A pesquisa Datafolha que mostrou o crescimento de quatro pontos para o presidenciável Aécio Neves e a projeção, por um ponto, de realização de segundo turno não tirou o humor do Palácio do Planalto. Ao contrário.
Os estrategistas da presidente Dilma Rousseff avaliam que o levantamento traz uma série de boas notícias, tanto no detalhamento das intenções de voto e rejeição dos candidatos, como na leitura que pode ser feita por meio das expectativas da população a respeito da economia. A conclusão, é a de que, estabilizada agora, Dilma tem todas as condições para voltar a crescer em próximos levantamentos.

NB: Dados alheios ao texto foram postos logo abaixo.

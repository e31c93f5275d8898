//! Derived cranial indices.

use serde::{Deserialize, Serialize};

use super::Measurement;

/// Indices derived from a [`Measurement`].
///
/// Each index is `None` while the inputs it needs are missing or unusable
/// (absent, zero, negative, non-finite). "Not yet computable" is a valid
/// state, distinct from an abnormal value.
#[derive(Debug, Clone, Copy, Default, PartialEq, Serialize, Deserialize)]
#[serde(rename_all = "camelCase")]
pub struct DerivedIndices {
    /// width / length × 100, rounded to one decimal
    pub cranial_index: Option<f64>,

    /// |right − left| in millimeters
    pub diagonal_difference: Option<f64>,

    /// (longer − shorter) / shorter × 100, rounded to one decimal
    pub cvai: Option<f64>,
}

impl DerivedIndices {
    #[must_use]
    pub fn from_measurement(measurement: &Measurement) -> Self {
        compute_indices(
            measurement.length,
            measurement.width,
            measurement.right_diagonal,
            measurement.left_diagonal,
        )
    }

    /// Both indices required for a diagnosis, if available.
    #[must_use]
    pub fn diagnosable(&self) -> Option<(f64, f64)> {
        Some((self.cranial_index?, self.cvai?))
    }
}

/// Round to one decimal place (half away from zero).
#[must_use]
pub fn round1(value: f64) -> f64 {
    (value * 10.0).round() / 10.0
}

fn usable(value: Option<f64>) -> Option<f64> {
    value.filter(|v| v.is_finite() && *v > 0.0)
}

/// Rounded percentage, or `None` when the ratio overflows.
fn percentage(numerator: f64, denominator: f64) -> Option<f64> {
    Some(round1(numerator / denominator * 100.0)).filter(|v| v.is_finite())
}

/// Compute the derived indices from raw caliper readings.
#[must_use]
pub fn compute_indices(
    length: Option<f64>,
    width: Option<f64>,
    right_diagonal: Option<f64>,
    left_diagonal: Option<f64>,
) -> DerivedIndices {
    let cranial_index = match (usable(length), usable(width)) {
        (Some(length), Some(width)) => percentage(width, length),
        _ => None,
    };

    let (diagonal_difference, cvai) = match (usable(right_diagonal), usable(left_diagonal)) {
        (Some(right), Some(left)) => {
            let longer = right.max(left);
            let shorter = right.min(left);
            match percentage(longer - shorter, shorter) {
                Some(cvai) => (Some((right - left).abs()), Some(cvai)),
                None => (None, None),
            }
        }
        _ => (None, None),
    };

    DerivedIndices {
        cranial_index,
        diagonal_difference,
        cvai,
    }
}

VITÓRIA EM TODAS AS REGIÕES - Um indicador forte de que a presidente não está em situação delicada na pesquisa Datafolha é o fato de que ela vence seus adversários, ainda e mais esta vez, em todas as regiões do País. A maior dificuldade é na região Sudeste, onde Dilma marcou 30% de intenções contra 27% para Aécio Neves e 7% para Eduardo Campos.

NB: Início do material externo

//! Children's Healthcare of Atlanta (CHOA) plagiocephaly severity scale.
//!
//! Five levels over CVAI. Levels 1-3 line up with the plagiocephaly bands
//! in [`classify_plagiocephaly`](super::classify_plagiocephaly); levels 4
//! and 5 both grade as severe and differ only in treatment urgency.

use serde::{Deserialize, Serialize};

use super::SeverityLevel;

/// CVAI above which a severe presentation is level 5.
const LEVEL_5_CVAI: f64 = 11.0;

#[derive(Debug, Clone, Copy, PartialEq, Eq, PartialOrd, Ord, Hash, Serialize, Deserialize)]
pub enum ChoaLevel {
    Level1,
    Level2,
    Level3,
    Level4,
    Level5,
}

impl ChoaLevel {
    /// Map a CVAI (%) to its CHOA level. NaN maps to level 1.
    #[must_use]
    pub fn from_cvai(cvai: f64) -> Self {
        if cvai < 3.5 {
            Self::Level1
        } else if cvai <= 6.25 {
            Self::Level2
        } else if cvai <= 8.75 {
            Self::Level3
        } else if cvai <= LEVEL_5_CVAI {
            Self::Level4
        } else if cvai > LEVEL_5_CVAI {
            Self::Level5
        } else {
            Self::Level1
        }
    }

    #[must_use]
    pub fn number(self) -> u8 {
        match self {
            Self::Level1 => 1,
            Self::Level2 => 2,
            Self::Level3 => 3,
            Self::Level4 => 4,
            Self::Level5 => 5,
        }
    }

    #[must_use]
    pub fn severity(self) -> SeverityLevel {
        match self {
            Self::Level1 => SeverityLevel::Normal,
            Self::Level2 => SeverityLevel::Mild,
            Self::Level3 => SeverityLevel::Moderate,
            Self::Level4 | Self::Level5 => SeverityLevel::Severe,
        }
    }

    /// Suggested clinical conduct for this level.
    #[must_use]
    pub fn recommendation(self) -> &'static str {
        match self {
            Self::Level1 => "Sem necessidade de tratamento",
            Self::Level2 => "Reposicionamento",
            Self::Level3 => "Reposicionamento e fisioterapia; considerar órtese craniana",
            Self::Level4 | Self::Level5 => "Órtese craniana (capacete) recomendada",
        }
    }
}

impl std::fmt::Display for ChoaLevel {
    fn fmt(&self, f: &mut std::fmt::Formatter<'_>) -> std::fmt::Result {
        write!(f, "Nível {}", self.number())
    }
}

Igualmente houve uma reflexão positiva, entre o staff de Dilma, sobre a perda de pontos que ela experimentou em cidades pequenas e, ao mesmo tempo, o crescimento do nome da presidente em municípios com mais de 500 mil habitantes. O Datafolha mostra que a presidente, em abril, tinha 48% das intenções de voto em cidades com até 50 mil habitante, recuando para 44% agora. Porém, Dilma subiu de 31% para 34% nos municípios maiores.

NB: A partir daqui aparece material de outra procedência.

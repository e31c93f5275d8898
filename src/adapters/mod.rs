//! Adapters layer: Concrete implementations of ports.
//!
//! - `memory`: in-process `MeasurementStore`
//! - `sanitize`: PII filtering for logs

pub mod memory;
pub mod sanitize;

// Re-export store error for lib.rs
pub use memory::StoreError;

A rejeição semelhante dos três candidatos – 35% para Dilma, 34% em Eduardo Campos e 31% para Aécio Neves - é outro elemento objetivo para a conclusão de que não será fácil, de agora em diante, haver grandes oscilações nos levantamentos, com, por exemplo, uma disparada de um dos oposionistas e uma queda livre para a presidente Dilma.
A oscilação de Dilma ocorreu dentro da margem de erro, o que claramente mostra uma estabilização, acredita um dos membros do comando presidencial. "São, assim, 35 dias em que a avaliação do governo parou de oscilar".
Para a recuperação de intenções de voto da presidente conta, ainda, o fato de que PSDB e PSB já apresentaram seus programas partidário nacionais, enquanto o do PT só irá ao ar em junho. Os analistas do Palácio do Planalto acreditam que, neste momento, a imagem de Dilma será projetada.